Instructions for the task
Set the data down once more, exactly as it is written.

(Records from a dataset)
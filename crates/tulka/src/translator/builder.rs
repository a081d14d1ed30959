use std::path::{Path, PathBuf};

use tulka_transformers::weights::{load_safetensors, WeightMap};
use tulka_transformers::{GenerationConfig, Model, TransformerConfig, VocabSpec};

use crate::error::{TulkaError, TulkaResult};
use crate::translator::Translator;
use crate::vocab::Vocab;

enum WeightSource {
    Map(WeightMap),
    File(PathBuf),
    Random(u64),
}

/// Assembles a [`Translator`] from config, vocabularies and weights.
pub struct TranslatorBuilder {
    config: TransformerConfig,
    generation: GenerationConfig,
    inp_voc: Option<Vocab>,
    out_voc: Option<Vocab>,
    weights: Option<WeightSource>,
}

impl std::fmt::Debug for TranslatorBuilder {
    fn fmt(&self, f: &mut std::fmt::Formatter<'_>) -> std::fmt::Result {
        f.debug_struct("TranslatorBuilder")
            .field("generation", &self.generation)
            .field("has_inp_voc", &self.inp_voc.is_some())
            .field("has_out_voc", &self.out_voc.is_some())
            .field("has_weights", &self.weights.is_some())
            .finish_non_exhaustive()
    }
}

impl TranslatorBuilder {
    pub fn new() -> Self {
        Self {
            config: TransformerConfig::default(),
            generation: GenerationConfig::default(),
            inp_voc: None,
            out_voc: None,
            weights: None,
        }
    }

    pub fn config(mut self, config: TransformerConfig) -> Self {
        self.config = config;
        self
    }

    /// Parse hyperparameters from a JSON string, rejecting unknown fields.
    pub fn config_json(mut self, json: &str) -> TulkaResult<Self> {
        self.config = TransformerConfig::from_json(json)
            .map_err(|e| TulkaError::InvalidConfig(e.to_string()))?;
        Ok(self)
    }

    pub fn generation(mut self, generation: GenerationConfig) -> Self {
        self.generation = generation;
        self
    }

    pub fn inp_vocab(mut self, vocab: Vocab) -> Self {
        self.inp_voc = Some(vocab);
        self
    }

    pub fn out_vocab(mut self, vocab: Vocab) -> Self {
        self.out_voc = Some(vocab);
        self
    }

    pub fn inp_vocab_file(self, path: impl AsRef<Path>) -> TulkaResult<Self> {
        let vocab = Vocab::from_file(path)?;
        Ok(self.inp_vocab(vocab))
    }

    pub fn out_vocab_file(self, path: impl AsRef<Path>) -> TulkaResult<Self> {
        let vocab = Vocab::from_file(path)?;
        Ok(self.out_vocab(vocab))
    }

    /// Use an already-loaded parameter mapping.
    pub fn weights_map(mut self, weights: WeightMap) -> Self {
        self.weights = Some(WeightSource::Map(weights));
        self
    }

    /// Load parameters from a safetensors checkpoint at build time.
    pub fn weights_file(mut self, path: impl Into<PathBuf>) -> Self {
        self.weights = Some(WeightSource::File(path.into()));
        self
    }

    /// Seeded random initialization, for tests and experiments.
    pub fn random_init(mut self, seed: u64) -> Self {
        self.weights = Some(WeightSource::Random(seed));
        self
    }

    pub fn build(self) -> TulkaResult<Translator> {
        let inp_voc = self
            .inp_voc
            .ok_or(TulkaError::MissingComponent("input vocabulary"))?;
        let out_voc = self
            .out_voc
            .ok_or(TulkaError::MissingComponent("output vocabulary"))?;
        let weights = self
            .weights
            .ok_or(TulkaError::MissingComponent("model weights"))?;

        let vocab_spec = VocabSpec {
            inp_size: inp_voc.len(),
            out_size: out_voc.len(),
            inp_eos: inp_voc.eos(),
            out_eos: out_voc.eos(),
        };

        let model = match weights {
            WeightSource::Random(seed) => Model::random(self.config, vocab_spec, seed)
                .map_err(|e| TulkaError::InvalidConfig(e.to_string()))?,
            WeightSource::Map(map) => Model::from_weights(self.config, vocab_spec, map)
                .map_err(|source| TulkaError::CheckpointFailed { source })?,
            WeightSource::File(path) => {
                let map = load_safetensors(&path)
                    .map_err(|source| TulkaError::CheckpointFailed { source })?;
                Model::from_weights(self.config, vocab_spec, map)
                    .map_err(|source| TulkaError::CheckpointFailed { source })?
            }
        };

        log::info!(
            "built translator: {} encoder/decoder layers, {} -> {} tokens",
            model.config().num_layers,
            vocab_spec.inp_size,
            vocab_spec.out_size
        );

        Ok(Translator {
            model,
            inp_voc,
            out_voc,
            generation: self.generation,
        })
    }
}

impl Default for TranslatorBuilder {
    fn default() -> Self {
        Self::new()
    }
}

Answer to the problem
filename crates/tulka/src/translator/builder.rs
repository a081d14d1ed30959
use std::path::{Path, PathBuf};

use tulka_transformers::weights::{load_safetensors, WeightMap};
use tulka_transformers::{GenerationConfig, Model, TransformerConfig, VocabSpec};

use crate::error::{TulkaError, TulkaResult};
use crate::translator::Translator;
use crate::vocab::Vocab;

enum WeightSource {
    Map(WeightMap),
    File(PathBuf),
    Random(u64),
}

/// Assembles a [`Translator`] from config, vocabularies and weights.
pub struct TranslatorBuilder {
    config: TransformerConfig,
    generation: GenerationConfig,
    inp_voc: Option<Vocab>,
    out_voc: Option<Vocab>,
    weights: Option<WeightSource>,
}

impl std::fmt::Debug for TranslatorBuilder {
    fn fmt(&self, f: &mut std::fmt::Formatter<'_>) -> std::fmt::Result {
        f.debug_struct("TranslatorBuilder")
            .field("generation", &self.generation)
            .field("has_inp_voc", &self.inp_voc.is_some())
            .field("has_out_voc", &self.out_voc.is_some())
            .field("has_weights", &self.weights.is_some())
            .finish_non_exhaustive()
    }
}

impl TranslatorBuilder {
    pub fn new() -> Self {
        Self {
            config: TransformerConfig::default(),
            generation: GenerationConfig::default(),
            inp_voc: None,
            out_voc: None,
            weights: None,
        }
    }

    pub fn config(mut self, config: TransformerConfig) -> Self {
        self.config = config;
        self
    }

    /// Parse hyperparameters from a JSON string, rejecting unknown fields.
    pub fn config_json(mut self, json: &str) -> TulkaResult<Self> {
        self.config = TransformerConfig::from_json(json)
            .map_err(|e| TulkaError::InvalidConfig(e.to_string()))?;
        Ok(self)
    }

    pub fn generation(mut self, generation: GenerationConfig) -> Self {
        self.generation = generation;
        self
    }

    pub fn inp_vocab(mut self, vocab: Vocab) -> Self {
        self.inp_voc = Some(vocab);
        self
    }

    pub fn out_vocab(mut self, vocab: Vocab) -> Self {
        self.out_voc = Some(vocab);
        self
    }

    pub fn inp_vocab_file(self, path: impl AsRef<Path>) -> TulkaResult<Self> {
        let vocab = Vocab::from_file(path)?;
        Ok(self.inp_vocab(vocab))
    }

    pub fn out_vocab_file(self, path: impl AsRef<Path>) -> TulkaResult<Self> {
        let vocab = Vocab::from_file(path)?;
        Ok(self.out_vocab(vocab))
    }

    /// Use an already-loaded parameter mapping.
    pub fn weights_map(mut self, weights: WeightMap) -> Self {
        self.weights = Some(WeightSource::Map(weights));
        self
    }

    /// Load parameters from a safetensors checkpoint at build time.
    pub fn weights_file(mut self, path: impl Into<PathBuf>) -> Self {
        self.weights = Some(WeightSource::File(path.into()));
        self
    }

    /// Seeded random initialization, for tests and experiments.
    pub fn random_init(mut self, seed: u64) -> Self {
        self.weights = Some(WeightSource::Random(seed));
        self
    }

    pub fn build(self) -> TulkaResult<Translator> {
        let inp_voc = self
            .inp_voc
            .ok_or(TulkaError::MissingComponent("input vocabulary"))?;
        let out_voc = self
            .out_voc
            .ok_or(TulkaError::MissingComponent("output vocabulary"))?;
        let weights = self
            .weights
            .ok_or(TulkaError::MissingComponent("model weights"))?;

        let vocab_spec = VocabSpec {
            inp_size: inp_voc.len(),
            out_size: out_voc.len(),
            inp_eos: inp_voc.eos(),
            out_eos: out_voc.eos(),
        };

        let model = match weights {
            WeightSource::Random(seed) => Model::random(self.config, vocab_spec, seed)
                .map_err(|e| TulkaError::InvalidConfig(e.to_string()))?,
            WeightSource::Map(map) => Model::from_weights(self.config, vocab_spec, map)
                .map_err(|source| TulkaError::CheckpointFailed { source })?,
            WeightSource::File(path) => {
                let map = load_safetensors(&path)
                    .map_err(|source| TulkaError::CheckpointFailed { source })?;
                Model::from_weights(self.config, vocab_spec, map)
                    .map_err(|source| TulkaError::CheckpointFailed { source })?
            }
        };

        log::info!(
            "built translator: {} encoder/decoder layers, {} -> {} tokens",
            model.config().num_layers,
            vocab_spec.inp_size,
            vocab_spec.out_size
        );

        Ok(Translator {
            model,
            inp_voc,
            out_voc,
            generation: self.generation,
        })
    }
}

impl Default for TranslatorBuilder {
    fn default() -> Self {
        Self::new()
    }
}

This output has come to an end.